Anyway, it’s back to contemplating self-publishing for me, if I can save-up enough pennies (and that’s what I’d advise to anyone else these days
No it’s still good advice because not every agency that represents hist-fic will have a Roman author. Also, while it’s unlikely a oneman agency would want two Roman authors , it’s possible and at a larger agency not unusual at all. I’d forgotten my agent’s name is on the website and of course it’s not forbidden but they are so busy that they are unlikely to thank a client for a ‘recommendation’ and, to be honest, why would one of their clients do so? It’s not bad advice, it’s just the case that – as I said – finding an agent is really difficult and heavily dependent on luck. There may also be a current feeling that Roman has ‘shot its bolt’ and apparently publishers are not that keen on hist-fic at the mo. Having said that, a lot of authors are still shifting a lot of books. All you can do it keep writing to agents. It’s a nightmare I know but we’ve all been there! Best of luck.

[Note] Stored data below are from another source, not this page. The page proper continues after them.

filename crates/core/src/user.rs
//! The signed-in user record and its merge-patch update.
//!
//! Every field is optional: a user built from a patch carries exactly the
//! fields that were patched, and absent fields are omitted from the stored
//! JSON. Absence of the whole record means "signed out".

use serde::{Deserialize, Serialize};

// ---------------------------------------------------------------------------
// User
// ---------------------------------------------------------------------------

/// The current user as held by the session store.
#[derive(Debug, Clone, Default, PartialEq, Eq, Serialize, Deserialize)]
#[serde(rename_all = "camelCase")]
pub struct User {
    #[serde(default, skip_serializing_if = "Option::is_none")]
    pub id: Option<String>,
    #[serde(default, skip_serializing_if = "Option::is_none")]
    pub name: Option<String>,
    #[serde(default, skip_serializing_if = "Option::is_none")]
    pub email: Option<String>,
    #[serde(default, skip_serializing_if = "Option::is_none")]
    pub bio: Option<String>,
    #[serde(default, skip_serializing_if = "Option::is_none")]
    pub onboarding_complete: Option<bool>,
    #[serde(default, skip_serializing_if = "Option::is_none")]
    pub purpose_summary: Option<String>,
    #[serde(default, skip_serializing_if = "Option::is_none")]
    pub purpose_test_complete: Option<bool>,
}

/// A partial update. Each `Some` field overwrites the user's field.
#[derive(Debug, Clone, Default, PartialEq, Eq, Serialize, Deserialize)]
#[serde(rename_all = "camelCase")]
pub struct UserPatch {
    #[serde(default, skip_serializing_if = "Option::is_none")]
    pub id: Option<String>,
    #[serde(default, skip_serializing_if = "Option::is_none")]
    pub name: Option<String>,
    #[serde(default, skip_serializing_if = "Option::is_none")]
    pub email: Option<String>,
    #[serde(default, skip_serializing_if = "Option::is_none")]
    pub bio: Option<String>,
    #[serde(default, skip_serializing_if = "Option::is_none")]
    pub onboarding_complete: Option<bool>,
    #[serde(default, skip_serializing_if = "Option::is_none")]
    pub purpose_summary: Option<String>,
    #[serde(default, skip_serializing_if = "Option::is_none")]
    pub purpose_test_complete: Option<bool>,
}

impl UserPatch {
    /// Patch that marks onboarding as finished.
    pub fn onboarding_complete() -> Self {
        Self {
            onboarding_complete: Some(true),
            ..Self::default()
        }
    }

    /// Patch that stores a purpose summary and marks the test as taken.
    pub fn purpose_result(summary: impl Into<String>) -> Self {
        Self {
            purpose_summary: Some(summary.into()),
            purpose_test_complete: Some(true),
            ..Self::default()
        }
    }

    /// True when the patch would not change any field.
    pub fn is_empty(&self) -> bool {
        *self == Self::default()
    }
}

impl User {
    /// Build a user holding exactly the fields set in `patch`.
    pub fn from_patch(patch: UserPatch) -> Self {
        let mut user = Self::default();
        user.apply(patch);
        user
    }

    /// Merge `patch` into this user.
    pub fn apply(&mut self, patch: UserPatch) {
        let UserPatch {
            id,
            name,
            email,
            bio,
            onboarding_complete,
            purpose_summary,
            purpose_test_complete,
        } = patch;

        merge(&mut self.id, id);
        merge(&mut self.name, name);
        merge(&mut self.email, email);
        merge(&mut self.bio, bio);
        merge(&mut self.onboarding_complete, onboarding_complete);
        merge(&mut self.purpose_summary, purpose_summary);
        merge(&mut self.purpose_test_complete, purpose_test_complete);
    }

    pub fn onboarding_complete(&self) -> bool {
        self.onboarding_complete.unwrap_or(false)
    }

    pub fn purpose_test_complete(&self) -> bool {
        self.purpose_test_complete.unwrap_or(false)
    }

    /// Name to show in chrome, falling back to the email address.
    pub fn display_name(&self) -> Option<&str> {
        self.name
            .as_deref()
            .filter(|n| !n.trim().is_empty())
            .or(self.email.as_deref())
    }
}

fn merge<T>(slot: &mut Option<T>, value: Option<T>) {
    if let Some(v) = value {
        *slot = Some(v);
    }
}

// ---------------------------------------------------------------------------
// Tests
// ---------------------------------------------------------------------------
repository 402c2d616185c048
use axum::routing::get;
use axum::{Json, Router};
use serde::Serialize;

use crate::state::AppState;

#[derive(Serialize)]
struct HealthResponse {
    status: &'static str,
    version: &'static str,
}

async fn health_check() -> Json<HealthResponse> {
    Json(HealthResponse {
        status: "ok",
        version: env!("CARGO_PKG_VERSION"),
    })
}

pub fn router() -> Router<AppState> {
    Router::new().route("/health", get(health_check))
}
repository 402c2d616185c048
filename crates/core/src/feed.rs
//! Feed posts and like toggling.

use chrono::TimeZone;
use serde::{Deserialize, Serialize};

use crate::types::{PostId, Timestamp};

/// A single post as delivered by the feed endpoint.
#[derive(Debug, Clone, PartialEq, Eq, Serialize, Deserialize)]
#[serde(rename_all = "camelCase")]
pub struct FeedPost {
    pub id: PostId,
    pub author: String,
    pub content: String,
    #[serde(default)]
    pub created_at: Option<Timestamp>,
    #[serde(default)]
    pub likes: u32,
    #[serde(default)]
    pub liked_by_current_user: bool,
}

impl FeedPost {
    /// Like the post if it is not liked, unlike it otherwise.
    pub fn toggle_like(&mut self) {
        if self.liked_by_current_user {
            self.likes = self.likes.saturating_sub(1);
        } else {
            self.likes = self.likes.saturating_add(1);
        }
        self.liked_by_current_user = !self.liked_by_current_user;
    }

    /// Author shown on the card: "You" for the current user's own posts.
    pub fn author_label(&self, current_user_id: Option<&str>) -> &str {
        match current_user_id {
            Some(id) if id == self.author => "You",
            _ => &self.author,
        }
    }

    pub fn likes_label(&self) -> String {
        if self.likes == 1 {
            "1 like".to_string()
        } else {
            format!("{} likes", self.likes)
        }
    }
}

/// The hard-coded posts served when no feed endpoint is configured.
pub fn sample_posts() -> Vec<FeedPost> {
    let at = |day: u32, hour: u32| {
        chrono::Utc
            .with_ymd_and_hms(2024, 5, day, hour, 0, 0)
            .single()
    };

    vec![
        FeedPost {
            id: 1,
            author: "Kai".to_string(),
            content: "Just pushed the first commit on a journaling app built around my \
                      core values. Feels aligned for once."
                .to_string(),
            created_at: at(3, 9),
            likes: 14,
            liked_by_current_user: false,
        },
        FeedPost {
            id: 2,
            author: "Sage".to_string(),
            content: "Spoke to a founder in the climate space, made me rethink what \
                      impact really means."
                .to_string(),
            created_at: at(4, 15),
            likes: 22,
            liked_by_current_user: false,
        },
        FeedPost {
            id: 3,
            author: "Rei".to_string(),
            content: "Helped out at a youth shelter. Small work, but it felt powerful. \
                      I'm changing."
                .to_string(),
            created_at: at(6, 18),
            likes: 30,
            liked_by_current_user: false,
        },
    ]
}

// ---------------------------------------------------------------------------
// Tests
// ---------------------------------------------------------------------------
//! Feed sources.
//!
//! A source performs one fetch attempt per call. There is no retry, no
//! timeout beyond the transport's own, and no pagination.

use std::time::Duration;

use applica_core::feed::{sample_posts, FeedPost};
use async_trait::async_trait;

/// Errors from fetching the feed.
#[derive(Debug, thiserror::Error)]
pub enum FeedError {
    /// The HTTP request itself failed (network, DNS, TLS, body decoding).
    #[error("Feed request failed: {0}")]
    Request(#[from] reqwest::Error),

    /// The endpoint answered with a non-2xx status code.
    #[error("Feed endpoint error ({status}): {body}")]
    Status {
        /// HTTP status code.
        status: u16,
        /// Raw response body for debugging.
        body: String,
    },

    /// A non-HTTP source could not produce posts.
    #[error("Feed unavailable: {0}")]
    Unavailable(String),
}

/// Something that can produce the list of feed posts.
#[async_trait]
pub trait FeedSource: Send + Sync {
    /// Fetch posts in source order.
    async fn fetch(&self) -> Result<Vec<FeedPost>, FeedError>;
}

// ---------------------------------------------------------------------------
// HttpFeedSource
// ---------------------------------------------------------------------------

/// Fetches the feed with a plain `GET` returning a JSON array of posts.
pub struct HttpFeedSource {
    client: reqwest::Client,
    url: String,
}

impl HttpFeedSource {
    /// * `url` - Full endpoint URL, e.g. `http://localhost:3000/api/feed`.
    pub fn new(url: impl Into<String>) -> Self {
        Self::with_client(reqwest::Client::new(), url)
    }

    /// Reuse an existing [`reqwest::Client`] (and its connection pool).
    pub fn with_client(client: reqwest::Client, url: impl Into<String>) -> Self {
        Self {
            client,
            url: url.into(),
        }
    }

    pub fn url(&self) -> &str {
        &self.url
    }
}

#[async_trait]
impl FeedSource for HttpFeedSource {
    async fn fetch(&self) -> Result<Vec<FeedPost>, FeedError> {
        tracing::debug!(url = %self.url, "Fetching feed");

        let response = self.client.get(&self.url).send().await?;

        let status = response.status();
        if !status.is_success() {
            let body = response
                .text()
                .await
                .unwrap_or_else(|_| "<unreadable body>".to_string());
            return Err(FeedError::Status {
                status: status.as_u16(),
                body,
            });
        }

        let posts: Vec<FeedPost> = response.json().await?;
        tracing::debug!(count = posts.len(), "Feed fetched");
        Ok(posts)
    }
}

// ---------------------------------------------------------------------------
// MockFeedSource
// ---------------------------------------------------------------------------

/// Simulated latency of the mock source.
pub const DEFAULT_MOCK_DELAY: Duration = Duration::from_millis(500);

/// Serves fixed posts after a delay, or fails with a fixed message.
#[derive(Debug, Clone)]
pub struct MockFeedSource {
    outcome: Result<Vec<FeedPost>, String>,
    delay: Duration,
}

impl MockFeedSource {
    pub fn new(posts: Vec<FeedPost>) -> Self {
        Self {
            outcome: Ok(posts),
            delay: DEFAULT_MOCK_DELAY,
        }
    }

    /// A source whose every fetch fails.
    pub fn failing(reason: impl Into<String>) -> Self {
        Self {
            outcome: Err(reason.into()),
            delay: DEFAULT_MOCK_DELAY,
        }
    }

    pub fn with_delay(mut self, delay: Duration) -> Self {
        self.delay = delay;
        self
    }
}

impl Default for MockFeedSource {
    fn default() -> Self {
        Self::new(sample_posts())
    }
}

#[async_trait]
impl FeedSource for MockFeedSource {
    async fn fetch(&self) -> Result<Vec<FeedPost>, FeedError> {
        if !self.delay.is_zero() {
            tokio::time::sleep(self.delay).await;
        }
        self.outcome.clone().map_err(FeedError::Unavailable)
    }
}

// ---------------------------------------------------------------------------
// Tests
// ---------------------------------------------------------------------------
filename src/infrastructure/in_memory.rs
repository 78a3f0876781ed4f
use crate::domain::card::ErrorDisplay;
use crate::domain::ports::CredentialStore;
use crate::error::Result;
use async_trait::async_trait;
use std::collections::HashMap;
use std::sync::Arc;
use tokio::sync::RwLock;

/// A thread-safe in-memory credential store.
///
/// Uses `Arc<RwLock<HashMap<String, String>>>` so the application can log a
/// user in or out while checkouts read the token concurrently.
#[derive(Default, Clone)]
pub struct InMemoryCredentialStore {
    entries: Arc<RwLock<HashMap<String, String>>>,
}

impl InMemoryCredentialStore {
    /// Creates a new, empty credential store.
    pub fn new() -> Self {
        Self::default()
    }

    pub async fn set(&self, key: impl Into<String>, value: impl Into<String>) {
        let mut entries = self.entries.write().await;
        entries.insert(key.into(), value.into());
    }

    pub async fn remove(&self, key: &str) -> Option<String> {
        let mut entries = self.entries.write().await;
        entries.remove(key)
    }
}

#[async_trait]
impl CredentialStore for InMemoryCredentialStore {
    async fn get(&self, key: &str) -> Result<Option<String>> {
        let entries = self.entries.read().await;
        Ok(entries.get(key).cloned())
    }
}

/// Reads credentials from environment variables at lookup time.
///
/// Key `access_token` with prefix `CHECKOUT` maps to `CHECKOUT_ACCESS_TOKEN`.
#[derive(Debug, Clone)]
pub struct EnvCredentialStore {
    prefix: String,
}

impl EnvCredentialStore {
    pub fn new(prefix: impl Into<String>) -> Self {
        Self {
            prefix: prefix.into(),
        }
    }

    pub fn variable_name(&self, key: &str) -> String {
        if self.prefix.is_empty() {
            key.to_uppercase()
        } else {
            format!("{}_{}", self.prefix, key).to_uppercase()
        }
    }
}

#[async_trait]
impl CredentialStore for EnvCredentialStore {
    async fn get(&self, key: &str) -> Result<Option<String>> {
        Ok(std::env::var(self.variable_name(key)).ok())
    }
}

/// Error display backed by a string, for headless callers and tests.
#[derive(Default, Clone)]
pub struct InMemoryErrorDisplay {
    text: Arc<parking_lot::RwLock<String>>,
}

impl InMemoryErrorDisplay {
    pub fn new() -> Self {
        Self::default()
    }

    /// Current content; empty when no error is shown.
    pub fn text(&self) -> String {
        self.text.read().clone()
    }
}

impl ErrorDisplay for InMemoryErrorDisplay {
    fn show(&self, message: &str) {
        *self.text.write() = message.to_string();
    }

    fn clear(&self) {
        self.text.write().clear();
    }
}
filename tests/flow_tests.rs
mod common;

use card_checkout::application::orchestrator::{ACCESS_TOKEN_KEY, PaymentOrchestrator};
use card_checkout::domain::flow::FlowResult;
use card_checkout::domain::payment::PaymentMethodKind;
use card_checkout::domain::provider::PaymentMethodData;
use card_checkout::error::CheckoutError;
use card_checkout::infrastructure::in_memory::{InMemoryCredentialStore, InMemoryErrorDisplay};
use common::{CallLog, FakeBackend, FakeProvider, backend_error, confirmed, intent};
use rust_decimal_macros::dec;
use serde_json::{Value, json};
use std::sync::Arc;
use std::time::Duration;

fn orchestrator(
    provider: &FakeProvider,
    backend: &FakeBackend,
    credentials: &InMemoryCredentialStore,
) -> PaymentOrchestrator {
    PaymentOrchestrator::new(
        Box::new(provider.clone()),
        Box::new(backend.clone()),
        Box::new(credentials.clone()),
    )
}

#[tokio::test]
async fn test_successful_checkout() {
    let log = CallLog::default();
    let backend = FakeBackend::new(log.clone())
        .on_create(Ok(intent("cs_1", "pi_1")))
        .on_confirm(Ok(json!({"status": "confirmed"})));
    let provider = FakeProvider::new(log.clone()).succeeding(confirmed("pi_1", "succeeded"));
    let credentials = InMemoryCredentialStore::new();
    credentials.set(ACCESS_TOKEN_KEY, "tok_user").await;

    let engine = orchestrator(&provider, &backend, &credentials);
    let result = engine.process_payment("42", PaymentMethodData::new()).await;

    assert_eq!(
        serde_json::to_value(&result).unwrap(),
        json!({
            "success": true,
            "paymentIntent": {"id": "pi_1", "status": "succeeded"},
            "backendResult": {"status": "confirmed"}
        })
    );

    // Each step ran once, in order, fed by the previous step's output.
    assert_eq!(
        log.entries(),
        vec![
            "create:42:CARD".to_string(),
            "provider-confirm:cs_1".to_string(),
            "backend-confirm:pi_1".to_string(),
        ]
    );
    assert_eq!(
        backend.seen_tokens(),
        vec![Some("tok_user".to_string()), Some("tok_user".to_string())]
    );
}

#[tokio::test]
async fn test_create_intent_failure_stops_flow() {
    let log = CallLog::default();
    let backend =
        FakeBackend::new(log.clone()).on_create(Err(backend_error(400, "Order not found")));
    let provider = FakeProvider::new(log.clone());

    let engine = orchestrator(&provider, &backend, &InMemoryCredentialStore::new());
    let result = engine.process_payment("999", PaymentMethodData::new()).await;

    assert_eq!(
        serde_json::to_value(&result).unwrap(),
        json!({"success": false, "error": "Order not found"})
    );
    assert_eq!(log.entries(), vec!["create:999:CARD".to_string()]);
}

#[tokio::test]
async fn test_provider_decline_skips_backend_confirm() {
    let log = CallLog::default();
    let backend = FakeBackend::new(log.clone()).on_create(Ok(intent("cs_1", "pi_1")));
    let provider = FakeProvider::new(log.clone()).failing("Card declined");

    let engine = orchestrator(&provider, &backend, &InMemoryCredentialStore::new());
    let result = engine.process_payment("42", PaymentMethodData::new()).await;

    assert_eq!(
        result,
        FlowResult::Failed {
            error: "Card declined".to_string()
        }
    );
    assert_eq!(
        log.entries(),
        vec![
            "create:42:CARD".to_string(),
            "provider-confirm:cs_1".to_string()
        ]
    );
}

#[tokio::test]
async fn test_backend_confirm_failure_reports_failure() {
    let log = CallLog::default();
    let backend = FakeBackend::new(log.clone())
        .on_create(Ok(intent("cs_1", "pi_1")))
        .on_confirm(Err(backend_error(500, "Failed to confirm payment")));
    let provider = FakeProvider::new(log.clone()).succeeding(confirmed("pi_1", "succeeded"));

    let engine = orchestrator(&provider, &backend, &InMemoryCredentialStore::new());
    let result = engine.process_payment("42", PaymentMethodData::new()).await;

    let value = serde_json::to_value(&result).unwrap();
    assert_eq!(
        value,
        json!({"success": false, "error": "Failed to confirm payment"})
    );
    assert!(value.get("paymentIntent").is_none());
    assert!(value.get("backendResult").is_none());
    assert_eq!(log.entries().len(), 3);
}

#[tokio::test]
async fn test_missing_token_is_passed_through() {
    let log = CallLog::default();
    let backend = FakeBackend::new(log.clone());
    let provider = FakeProvider::new(log);

    let engine = orchestrator(&provider, &backend, &InMemoryCredentialStore::new());
    engine.payment_history().await.unwrap();

    assert_eq!(backend.seen_tokens(), vec![None]);
}

#[tokio::test]
async fn test_token_is_read_on_every_call() {
    let log = CallLog::default();
    let backend = FakeBackend::new(log.clone());
    let provider = FakeProvider::new(log);
    let credentials = InMemoryCredentialStore::new();

    let engine = orchestrator(&provider, &backend, &credentials);
    credentials.set(ACCESS_TOKEN_KEY, "tok_old").await;
    engine.payment_history().await.unwrap();
    credentials.set(ACCESS_TOKEN_KEY, "tok_new").await;
    engine.payment_details("pay_1").await.unwrap();

    assert_eq!(
        backend.seen_tokens(),
        vec![Some("tok_old".to_string()), Some("tok_new".to_string())]
    );
}

#[tokio::test]
async fn test_payment_method_data_overrides_card() {
    let log = CallLog::default();
    let backend = FakeBackend::new(log.clone())
        .on_create(Ok(intent("cs_1", "pi_1")))
        .on_confirm(Ok(json!({})));
    let provider = FakeProvider::new(log).succeeding(confirmed("pi_1", "succeeded"));

    let engine = orchestrator(&provider, &backend, &InMemoryCredentialStore::new());
    engine
        .initialize_card("card-element", Arc::new(InMemoryErrorDisplay::new()))
        .unwrap();
    let result = engine
        .process_payment(
            "42",
            PaymentMethodData::new()
                .with("card", "pm_saved")
                .with("billing_details", json!({"name": "Ada"})),
        )
        .await;
    assert!(result.is_success());

    let (client_secret, payment_method) = provider.seen.lock().unwrap().clone().unwrap();
    assert_eq!(client_secret, "cs_1");
    assert_eq!(
        Value::Object(payment_method),
        json!({"card": "pm_saved", "billing_details": {"name": "Ada"}})
    );
}

#[tokio::test]
async fn test_create_payment_intent_with_other_kind() {
    let log = CallLog::default();
    let backend = FakeBackend::new(log.clone()).on_create(Ok(intent("cs_9", "pi_9")));
    let provider = FakeProvider::new(log.clone());

    let engine = orchestrator(&provider, &backend, &InMemoryCredentialStore::new());
    let response = engine
        .create_payment_intent("7", PaymentMethodKind::new(PaymentMethodKind::BANK_TRANSFER))
        .await
        .unwrap();

    assert_eq!(response, intent("cs_9", "pi_9"));
    assert_eq!(log.entries(), vec!["create:7:BANK_TRANSFER".to_string()]);
}

#[tokio::test]
async fn test_refund_passes_body_through() {
    let log = CallLog::default();
    let backend = FakeBackend::new(log.clone()).on_refund(Ok(json!({"refund_id": "re_1"})));
    let provider = FakeProvider::new(log.clone());

    let engine = orchestrator(&provider, &backend, &InMemoryCredentialStore::new());
    let refund = engine
        .request_refund("pay_1", dec!(500), "duplicate")
        .await
        .unwrap();

    assert_eq!(refund, json!({"refund_id": "re_1"}));
    assert_eq!(log.entries(), vec!["refund:pay_1:500:duplicate".to_string()]);
}

#[tokio::test]
async fn test_refund_failure_propagates() {
    let log = CallLog::default();
    let backend = FakeBackend::new(log.clone()).on_refund(Err(backend_error(
        400,
        "Refund amount cannot exceed payment amount",
    )));
    let provider = FakeProvider::new(log);

    let engine = orchestrator(&provider, &backend, &InMemoryCredentialStore::new());
    let err = engine
        .request_refund("pay_1", dec!(10000), "duplicate")
        .await
        .unwrap_err();

    assert!(matches!(err, CheckoutError::BackendRequest { status: 400, .. }));
    assert_eq!(err.to_string(), "Refund amount cannot exceed payment amount");
}

#[tokio::test]
async fn test_slow_provider_times_out() {
    let log = CallLog::default();
    let backend = FakeBackend::new(log.clone()).on_create(Ok(intent("cs_1", "pi_1")));
    let provider = FakeProvider::new(log.clone())
        .succeeding(confirmed("pi_1", "succeeded"))
        .delayed(Duration::from_secs(10));

    let engine = orchestrator(&provider, &backend, &InMemoryCredentialStore::new())
        .with_step_timeout(Duration::from_millis(50));
    let result = engine.process_payment("42", PaymentMethodData::new()).await;

    assert_eq!(
        result.error(),
        Some("Timed out waiting for provider confirmation")
    );
    assert_eq!(
        log.entries(),
        vec![
            "create:42:CARD".to_string(),
            "provider-confirm:cs_1".to_string()
        ]
    );
}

Many thanks for the prompt reply, and for the sympathetic comments (not that any of it is news to me, but it helps to know that everyone has the same problems finding an agent But while it may be normal for agents not to want to take on any competitors for their existing clients, then why the heck is it that every creative-writing guide, (including the Writers’ & Artists’ Yearbook) every editor & website blithely advise us to ‘find an agent who represents the genre you write in’ when that seems to be the *worst* possible advice given the reality of the situation? I mean, we’re all just being jerked around, here. And on the point of your own experience, I take it that the agent you eventually found did *not* already represent any authors in your genre, is that so? In which case, it wouldn’t help anyone else if you did mention their name, anyway; albeit that several other writers in this genre actually do mention their agents by name on their websites, so it can’t be forbidden to do so. (Actually, your website does mention your agency, though they no longer seem to have a website – if they ever had one).
So the advice we’re being given by the industry is worse than useless, and we may as well just go for any agent who currently promotes Mills & Boon style romances or children’s books, and we’d have better luck, wouldn’t we…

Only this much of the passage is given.